(Work order)
Where a line of the records holds the string "environment", copy that line.

(Provided records)
* * *
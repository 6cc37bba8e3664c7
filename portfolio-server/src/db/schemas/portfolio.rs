//! Portfolio document as stored in MongoDB
//!
//! The collection holds one document: the portfolio's top-level keys plus a
//! `metadata` sub-document the server maintains.
//!
//! ```text
//! {
//!   _id, profile, skills, projects, experiences, achievements,
//!   services, portfolioCategories, lastUpdated,
//!   metadata: { is_deleted, created_at, updated_at }
//! }
//! ```

use bson::{doc, Bson, DateTime, Document};
use portfolio_core::PortfolioDocument;

use crate::types::ServerError;

/// Top-level keys a save replaces. Anything else a client sends is dropped.
pub const PORTFOLIO_KEYS: [&str; 8] = [
    "profile",
    "skills",
    "projects",
    "experiences",
    "achievements",
    "services",
    "portfolioCategories",
    "lastUpdated",
];

/// Matches the live singleton, including documents written before metadata existed
pub fn live_filter() -> Document {
    doc! { "metadata.is_deleted": { "$ne": true } }
}

/// Update that overwrites every known key of the singleton, creating it on first save
pub fn upsert_update(doc: &PortfolioDocument, now: DateTime) -> Result<Document, ServerError> {
    let encoded = bson::to_document(doc)?;

    let mut set = Document::new();
    for key in PORTFOLIO_KEYS {
        set.insert(key, encoded.get(key).cloned().unwrap_or(Bson::Null));
    }
    set.insert("metadata.updated_at", now);

    Ok(doc! {
        "$set": set,
        "$setOnInsert": {
            "metadata.created_at": now,
            "metadata.is_deleted": false,
        },
    })
}

/// Decode a stored document. Documents without a profile count as absent.
pub fn from_stored(raw: Document) -> Result<Option<PortfolioDocument>, ServerError> {
    match raw.get("profile") {
        Some(Bson::Document(_)) => Ok(Some(bson::from_document(raw)?)),
        _ => Ok(None),
    }
}
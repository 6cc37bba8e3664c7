//! Configuration for the portfolio server
//!
//! CLI arguments and environment variable handling using clap.

use clap::Parser;
use std::net::SocketAddr;

use crate::types::ServerError;

/// Persistence API and upload relay for the portfolio site
#[derive(Parser, Debug, Clone)]
#[command(name = "portfolio-server")]
#[command(about = "Persistence API and image upload relay for the portfolio site")]
pub struct Args {
    /// Address to listen on
    #[arg(long, env = "LISTEN", default_value = "0.0.0.0:5000")]
    pub listen: SocketAddr,

    /// MongoDB connection URI. Without it the data routes answer `null`.
    #[arg(long, env = "MONGODB_URI")]
    pub mongodb_uri: Option<String>,

    /// MongoDB database name
    #[arg(long, env = "MONGODB_DB", default_value = "portfolio")]
    pub mongodb_db: String,

    /// Collection holding the single portfolio document
    #[arg(long, env = "MONGODB_COLLECTION", default_value = "profiles")]
    pub mongodb_collection: String,

    /// Media host account name
    #[arg(long, env = "CLOUDINARY_CLOUD_NAME")]
    pub cloud_name: Option<String>,

    /// Media host API key
    #[arg(long, env = "CLOUDINARY_API_KEY")]
    pub cloud_api_key: Option<String>,

    /// Media host API secret
    #[arg(long, env = "CLOUDINARY_API_SECRET", hide_env_values = true)]
    pub cloud_api_secret: Option<String>,

    /// Media host API base URL
    #[arg(long, env = "MEDIA_API_BASE", default_value = "https://api.cloudinary.com/v1_1")]
    pub media_api_base: String,

    /// Folder uploaded images are placed in
    #[arg(long, env = "UPLOAD_FOLDER", default_value = "profile_uploads")]
    pub upload_folder: String,

    /// Largest accepted request body, in bytes
    #[arg(long, env = "MAX_BODY_BYTES", default_value = "52428800")]
    pub max_body_bytes: usize,

    /// Largest accepted decoded image, in bytes
    #[arg(long, env = "MAX_UPLOAD_BYTES", default_value = "10485760")]
    pub max_upload_bytes: usize,

    /// Timeout for media host requests, in milliseconds
    #[arg(long, env = "REQUEST_TIMEOUT_MS", default_value = "30000")]
    pub request_timeout_ms: u64,

    /// Log level (trace, debug, info, warn, error)
    #[arg(long, env = "LOG_LEVEL", default_value = "info")]
    pub log_level: String,

    /// Emit logs as JSON lines
    #[arg(long, env = "LOG_JSON")]
    pub log_json: bool,
}

/// Credentials for signed media host uploads
#[derive(Clone)]
pub struct MediaCredentials {
    pub cloud_name: String,
    pub api_key: String,
    pub api_secret: String,
}

impl std::fmt::Debug for MediaCredentials {
    fn fmt(&self, f: &mut std::fmt::Formatter<'_>) -> std::fmt::Result {
        f.debug_struct("MediaCredentials")
            .field("cloud_name", &self.cloud_name)
            .field("api_key", &self.api_key)
            .field("api_secret", &"<redacted>")
            .finish()
    }
}

impl Args {
    /// Media host credentials, if all three are set
    pub fn media_credentials(&self) -> Option<MediaCredentials> {
        match (&self.cloud_name, &self.cloud_api_key, &self.cloud_api_secret) {
            (Some(name), Some(key), Some(secret)) => Some(MediaCredentials {
                cloud_name: name.clone(),
                api_key: key.clone(),
                api_secret: secret.clone(),
            }),
            _ => None,
        }
    }

    /// Validate configuration
    pub fn validate(&self) -> Result<(), ServerError> {
        let media_set = [&self.cloud_name, &self.cloud_api_key, &self.cloud_api_secret]
            .iter()
            .filter(|v| v.as_deref().is_some_and(|s| !s.is_empty()))
            .count();
        if media_set != 0 && media_set != 3 {
            return Err(ServerError::Config(
                "CLOUDINARY_CLOUD_NAME, CLOUDINARY_API_KEY and CLOUDINARY_API_SECRET must be set together"
                    .to_string(),
            ));
        }

        if self.max_upload_bytes == 0 || self.max_body_bytes == 0 {
            return Err(ServerError::Config(
                "MAX_BODY_BYTES and MAX_UPLOAD_BYTES must be positive".to_string(),
            ));
        }

        if let Some(uri) = &self.mongodb_uri {
            if !uri.starts_with("mongodb://") && !uri.starts_with("mongodb+srv://") {
                return Err(ServerError::Config(format!(
                    "MONGODB_URI must be a mongodb:// URI, got '{}'",
                    uri
                )));
            }
        }

        Ok(())
    }
}
//! Portfolio server binary

use clap::Parser;
use std::sync::Arc;
use tracing::{error, info, warn};
use tracing_subscriber::{layer::SubscriberExt, util::SubscriberInitExt};

use portfolio_server::{config::Args, db::MongoClient, server};

#[tokio::main]
async fn main() -> anyhow::Result<()> {
    // Load environment variables from .env file if present
    let _ = dotenvy::dotenv();

    let args = Args::parse();

    let filter = tracing_subscriber::EnvFilter::try_from_default_env()
        .unwrap_or_else(|_| format!("portfolio_server={},info", args.log_level).into());
    let registry = tracing_subscriber::registry().with(filter);
    if args.log_json {
        registry.with(tracing_subscriber::fmt::layer().json()).init();
    } else {
        registry.with(tracing_subscriber::fmt::layer()).init();
    }

    if let Err(e) = args.validate() {
        error!("{}", e);
        std::process::exit(1);
    }

    info!("======================================");
    info!("  Portfolio Server");
    info!("======================================");
    info!("Listen: {}", args.listen);
    info!(
        "MongoDB: {}",
        if args.mongodb_uri.is_some() { "configured" } else { "not configured" }
    );
    info!("Database: {}.{}", args.mongodb_db, args.mongodb_collection);
    info!(
        "Uploads: {}",
        if args.media_credentials().is_some() { "configured" } else { "not configured" }
    );
    info!("======================================");

    // Persistence is optional: without it the data routes answer null
    let mongo = match &args.mongodb_uri {
        Some(uri) => match MongoClient::new(uri, &args.mongodb_db).await {
            Ok(client) => {
                info!("MongoDB connected successfully");
                Some(client)
            }
            Err(e) => {
                warn!("MongoDB connection failed (continuing without persistence): {}", e);
                None
            }
        },
        None => {
            warn!("MONGODB_URI not set, persistence disabled");
            None
        }
    };

    let state = Arc::new(server::AppState::with_services(args, mongo));
    server::run(state).await?;

    Ok(())
}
* * *
(Result of this exercise)
//! CLI arguments and environment variable handling using clap.
    // Load environment variables from .env file if present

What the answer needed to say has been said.